In this tutorial, we are going to discuss about the Dynamo introduction. Amazon DynamoDB is a fully managed NoSQL database service provided by Amazon Web Services (AWS). It offers fast and predictable performance with seamless scalability. DynamoDB is commonly used for applications requiring low-latency data access and can handle large volumes of traffic.

What is Dynamo?

Dynamo is a highly available key-value store developed by Amazon for their internal use. Many Amazon services, such as shopping cart, bestseller lists, sales rank, product catalog, etc., need only primary-key access to data. A multi-table relational database system would be an overkill for such services and would also limit scalability and availability. Dynamo provides a flexible design to let applications choose their desired level of availability and consistency.

Background

Dynamo – not to be confused with DynamoDB, which was inspired by Dynamo’s design – is a distributed key-value storage system that provides an “always-on” (or highly available) experience at a massive scale. In CAP theorem terms, Dynamo falls within the category of AP systems (i.e., available and partition tolerant) and is designed for high availability and partition tolerance at the expense of strong consistency. The primary motivation for designing Dynamo as a highly available system was the observation that the availability of a system directly correlates to the number of customers served. Therefore, the main goal is that the system, even when it is imperfect, should be available to the customer as it brings more customer satisfaction. On the other hand, inconsistencies can be resolved in the background, and most of the time they will not be noticeable by the customer. Derived from this core principle, Dynamo is aggressively optimized for availability.

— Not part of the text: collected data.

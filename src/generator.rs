use crate::ai::client::CompletionClient;
use crate::ai::prompts::{self, NEGATIVE_PROMPTS};
use crate::error::PromptError;
use rand::seq::SliceRandom;
use std::sync::Arc;
use uuid::Uuid;

pub const CLIENT_NOT_LOADED: &str = "API client not loaded.";
pub const NEGATIVE_ON_ERROR: &str = "Error.";

#[derive(Debug, Clone, PartialEq, Eq)]
pub struct GeneratedPair {
    pub positive_prompt: String,
    pub negative_prompt: String,
}

impl GeneratedPair {
    fn client_not_loaded() -> Self {
        Self {
            positive_prompt: CLIENT_NOT_LOADED.to_string(),
            negative_prompt: CLIENT_NOT_LOADED.to_string(),
        }
    }

    fn failed(err: &PromptError) -> Self {
        Self {
            positive_prompt: format!("Error during generation: {err}"),
            negative_prompt: NEGATIVE_ON_ERROR.to_string(),
        }
    }
}

pub struct PromptGenerator {
    client: Option<Arc<dyn CompletionClient>>,
}

impl PromptGenerator {
    /// `None` puts the generator in disabled mode for its whole lifetime.
    pub fn new(client: Option<Arc<dyn CompletionClient>>) -> Self {
        Self { client }
    }

    pub fn is_loaded(&self) -> bool {
        self.client.is_some()
    }

    /// Expands `idea` into a positive/negative prompt pair. Failures are
    /// reported inside the returned strings, never as an `Err`.
    pub async fn generate(&self, idea: &str) -> GeneratedPair {
        let Some(client) = &self.client else {
            log::warn!("Generation skipped: no API client configured");
            return GeneratedPair::client_not_loaded();
        };

        let request_id = Uuid::new_v4();
        log::info!("[{request_id}] Generating prompt for idea ({} chars)", idea.len());

        match self.try_generate(client.as_ref(), idea).await {
            Ok(pair) => {
                log::info!("[{request_id}] Prompt ready ({} chars)", pair.positive_prompt.len());
                pair
            }
            Err(e) => {
                log::error!("[{request_id}] Generation failed: {e}");
                GeneratedPair::failed(&e)
            }
        }
    }

    async fn try_generate(
        &self,
        client: &dyn CompletionClient,
        idea: &str,
    ) -> Result<GeneratedPair, PromptError> {
        let instruction = prompts::build_instruction(idea);
        let raw = client.complete(&instruction).await?;

        if !raw.contains(prompts::MARKER) {
            log::warn!("Response has no '{}' marker, keeping full text", prompts::MARKER);
        }
        let positive_prompt = prompts::extract_prompt(&raw).to_string();

        Ok(GeneratedPair {
            positive_prompt,
            negative_prompt: pick_negative_prompt().to_string(),
        })
    }
}

fn pick_negative_prompt() -> &'static str {
    NEGATIVE_PROMPTS
        .choose(&mut rand::thread_rng())
        .copied()
        .unwrap_or_default()
}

The Dynamo design was highly influential as it inspired many NoSQL databases, like Cassandra, Riak, and Voldemort – not to mention Amazon’s own DynamoDB.

Design goals

As stated above, the main goal of Dynamo is to be highly available. Here is the summary of its other design goals:

Scalable: The system should be highly scalable. We should be able to throw a machine into the system to see proportional improvement.
Decentralized: To avoid single points of failure and performance bottlenecks, there should not be any central/leader process.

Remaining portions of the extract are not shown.